Alexander Strauch (Александр Александрович Штраух; 1 March 1832, in Saint Petersburg – 14 August 1893, in Wiesbaden, Germany) was a Russian naturalist of German descent, most notably a herpetologist.

In 1861, he started working as a curator of the Zoological Museum at the Imperial Academy of Sciences in St. Petersburg. From 1879 to 1890, he was director of the museum. He is credited with establishing St.
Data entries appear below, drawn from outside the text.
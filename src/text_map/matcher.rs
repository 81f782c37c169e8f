use aho_corasick::{AhoCorasick, MatchKind};
use regex::{Regex, RegexBuilder};
use serde::{Deserialize, Serialize};
use std::collections::HashSet;
use std::ops::Range;
use tracing::warn;

/// Which phrase wins when several match at the same leftmost position
#[derive(Debug, Clone, Copy, Default, PartialEq, Eq, Serialize, Deserialize)]
#[serde(rename_all = "kebab-case")]
pub enum MatchPolicy {
    /// The phrase listed first wins (alternation order = phrase list order)
    #[default]
    LeftmostFirst,
    /// The longest phrase wins; ties fall back to list order
    LeftmostLongest,
}

#[derive(Debug, Clone, Copy, Default, PartialEq, Eq, Serialize, Deserialize)]
#[serde(rename_all = "kebab-case")]
pub enum MatchEngine {
    /// Full Unicode case folding
    #[default]
    Regex,
    /// ASCII-only case folding, scales to large phrase sets
    AhoCorasick,
}

/// A single phrase occurrence in a text block
#[derive(Debug, Clone, Copy, PartialEq, Eq)]
pub struct PhraseMatch {
    pub start: usize,
    pub end: usize,
    /// Index into the phrase list the matcher was built from
    pub phrase: usize,
}

/// A contiguous segment of the input text
#[derive(Debug, Clone, Copy, PartialEq, Eq)]
pub struct Run<'t> {
    pub text: &'t str,
    /// Byte offset of the run in the input text
    pub start: usize,
    /// Index into the matcher's phrase list when highlighted
    pub phrase: Option<usize>,
}

impl Run<'_> {
    pub fn end(&self) -> usize {
        self.start + self.text.len()
    }

    pub fn range(&self) -> Range<usize> {
        self.start..self.end()
    }

    pub fn is_highlighted(&self) -> bool {
        self.phrase.is_some()
    }
}

/// Finds phrase occurrences in text. Implementations are pure and never fail
/// once built.
pub trait Matcher {
    /// Non-overlapping matches in ascending position order
    fn find_matches(&self, text: &str) -> Vec<PhraseMatch>;

    /// Partitions `text` into alternating plain and highlighted runs whose
    /// concatenation is `text` verbatim.
    fn runs<'t>(&self, text: &'t str) -> Vec<Run<'t>> {
        if text.is_empty() {
            return vec![Run {
                text,
                start: 0,
                phrase: None,
            }];
        }
        partition(text, &self.find_matches(text))
    }
}

/// Case-folded identity used for case-insensitive phrase comparison.
///
/// Agrees with the regex engine's simple case folding, so two phrases share
/// a key exactly when either one matches the other.
pub fn phrase_key(phrase: &str) -> String {
    phrase
        .chars()
        .flat_map(char::to_lowercase)
        .map(fold_lowercase)
        .collect()
}

/// Maps lowercase variants that fold together onto one representative
fn fold_lowercase(c: char) -> char {
    match c {
        'ς' => 'σ',
        'ſ' => 's',
        'µ' => 'μ',
        'ϐ' => 'β',
        'ϑ' => 'θ',
        'ϕ' => 'φ',
        'ϖ' => 'π',
        'ϰ' => 'κ',
        'ϱ' => 'ρ',
        'ϵ' => 'ε',
        'ẛ' => 'ṡ',
        '\u{345}' | '\u{1fbe}' => 'ι',
        _ => c,
    }
}

/// Phrases in pattern order, deduplicated by key, empty phrases removed
fn pattern_entries<S: AsRef<str>>(phrases: &[S], policy: MatchPolicy) -> Vec<(usize, &str)> {
    let mut seen = HashSet::new();
    let mut entries: Vec<(usize, &str)> = phrases
        .iter()
        .enumerate()
        .map(|(i, p)| (i, p.as_ref()))
        .filter(|(_, p)| !p.is_empty() && seen.insert(phrase_key(p)))
        .collect();

    if policy == MatchPolicy::LeftmostLongest {
        // Stable, so equal lengths keep list order
        entries.sort_by(|a, b| b.1.chars().count().cmp(&a.1.chars().count()));
    }
    entries
}

fn partition<'t>(text: &'t str, matches: &[PhraseMatch]) -> Vec<Run<'t>> {
    let mut runs = Vec::with_capacity(matches.len() * 2 + 1);
    let mut cursor = 0;

    for m in matches {
        if m.start > cursor {
            runs.push(Run {
                text: &text[cursor..m.start],
                start: cursor,
                phrase: None,
            });
        }
        runs.push(Run {
            text: &text[m.start..m.end],
            start: m.start,
            phrase: Some(m.phrase),
        });
        cursor = m.end;
    }

    if cursor < text.len() || runs.is_empty() {
        runs.push(Run {
            text: &text[cursor..],
            start: cursor,
            phrase: None,
        });
    }
    runs
}

/// Case-insensitive alternation of literal-escaped phrases, one capture
/// group per phrase.
#[derive(Debug, Clone)]
pub struct RegexMatcher {
    /// None when there is nothing to match
    regex: Option<Regex>,
    /// Capture group `i + 1` belongs to phrase `groups[i]`
    groups: Vec<usize>,
}

impl RegexMatcher {
    pub fn new<S: AsRef<str>>(phrases: &[S], policy: MatchPolicy) -> Result<Self, regex::Error> {
        let entries = pattern_entries(phrases, policy);
        let alternation = entries
            .iter()
            .map(|(_, p)| format!("({})", regex::escape(p)))
            .collect::<Vec<_>>()
            .join("|");
        // An empty alternation would match the empty string everywhere
        let regex = if alternation.is_empty() {
            None
        } else {
            Some(
                RegexBuilder::new(&alternation)
                    .case_insensitive(true)
                    .size_limit(64 * (1 << 20))
                    .build()?,
            )
        };

        Ok(Self {
            regex,
            groups: entries.into_iter().map(|(i, _)| i).collect(),
        })
    }
}

impl Matcher for RegexMatcher {
    fn find_matches(&self, text: &str) -> Vec<PhraseMatch> {
        let Some(regex) = &self.regex else {
            return Vec::new();
        };
        regex
            .captures_iter(text)
            .filter_map(|caps| {
                let whole = caps.get(0)?;
                let group = (1..caps.len()).find(|&g| caps.get(g).is_some())?;
                Some(PhraseMatch {
                    start: whole.start(),
                    end: whole.end(),
                    phrase: self.groups[group - 1],
                })
            })
            .collect()
    }
}

/// Multi-pattern automaton matcher. Case folding is ASCII-only.
#[derive(Debug, Clone)]
pub struct AhoCorasickMatcher {
    automaton: AhoCorasick,
    patterns: Vec<usize>,
}

impl AhoCorasickMatcher {
    pub fn new<S: AsRef<str>>(
        phrases: &[S],
        policy: MatchPolicy,
    ) -> Result<Self, aho_corasick::BuildError> {
        let entries = pattern_entries(phrases, policy);
        let match_kind = match policy {
            MatchPolicy::LeftmostFirst => MatchKind::LeftmostFirst,
            MatchPolicy::LeftmostLongest => MatchKind::LeftmostLongest,
        };

        let automaton = AhoCorasick::builder()
            .ascii_case_insensitive(true)
            .match_kind(match_kind)
            .build(entries.iter().map(|(_, p)| *p))?;

        Ok(Self {
            automaton,
            patterns: entries.into_iter().map(|(i, _)| i).collect(),
        })
    }
}

impl Matcher for AhoCorasickMatcher {
    fn find_matches(&self, text: &str) -> Vec<PhraseMatch> {
        self.automaton
            .find_iter(text)
            .map(|m| PhraseMatch {
                start: m.start(),
                end: m.end(),
                phrase: self.patterns[m.pattern().as_usize()],
            })
            .collect()
    }
}

/// Used when no engine could be built: everything stays plain.
#[derive(Debug, Clone, Copy, Default)]
pub struct PlainMatcher;

impl Matcher for PlainMatcher {
    fn find_matches(&self, _text: &str) -> Vec<PhraseMatch> {
        Vec::new()
    }
}

/// Builds the requested engine, falling back to the other engine and then
/// to [`PlainMatcher`] if a pattern cannot be compiled.
pub fn build_matcher<S: AsRef<str>>(
    phrases: &[S],
    engine: MatchEngine,
    policy: MatchPolicy,
) -> Box<dyn Matcher> {
    let with_regex = || match RegexMatcher::new(phrases, policy) {
        Ok(m) => Some(Box::new(m) as Box<dyn Matcher>),
        Err(e) => {
            warn!("regex phrase matcher unavailable: {}", e);
            None
        }
    };
    let with_automaton = || match AhoCorasickMatcher::new(phrases, policy) {
        Ok(m) => Some(Box::new(m) as Box<dyn Matcher>),
        Err(e) => {
            warn!("aho-corasick phrase matcher unavailable: {}", e);
            None
        }
    };

    let built = match engine {
        MatchEngine::Regex => with_regex().or_else(with_automaton),
        MatchEngine::AhoCorasick => with_automaton().or_else(with_regex),
    };
    built.unwrap_or_else(|| Box::new(PlainMatcher))
}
Petersburg as a major world center in the field of herpetology.

==Taxa named after Strauch==
Taxa with the specific epithet of strauchi or strauchii commemorate his name, five examples being:
- Blanus strauchi (Bedriaga, 1884)
- Ctenotus strauchii (Boulenger, 1887)
- Eremias strauchi Kessler, 1878
- Gloydius strauchi (Bedriaga, 1912)
- Phrynocephalus strauchi Nikolsky, 1899.

Nota bene: A Taxon author in parentheses indicates that the species was originally described in a different genus.

His zoologist author abbreviation is Strauch.

== Selected works ==
- Die Vertheilung der Schildkröten über den Erdball : ein zoogeographischer Versuch, 1865 – The distribution of turtles across the globe, etc.
- Synopsis der Viperiden : nebst Bemerkungen über die geographische Verbreitung dieser Giftschlangen-Familie, 1869 – Synopsis of Viperidae.
- Revision der Salamandriden-Gattungen nebst Beschreibung einiger neuen oder weniger bekannten Arten dieser Familie, 1870 – Revision of Salamandridae genera along with descriptions of some new or lesser known species within the family.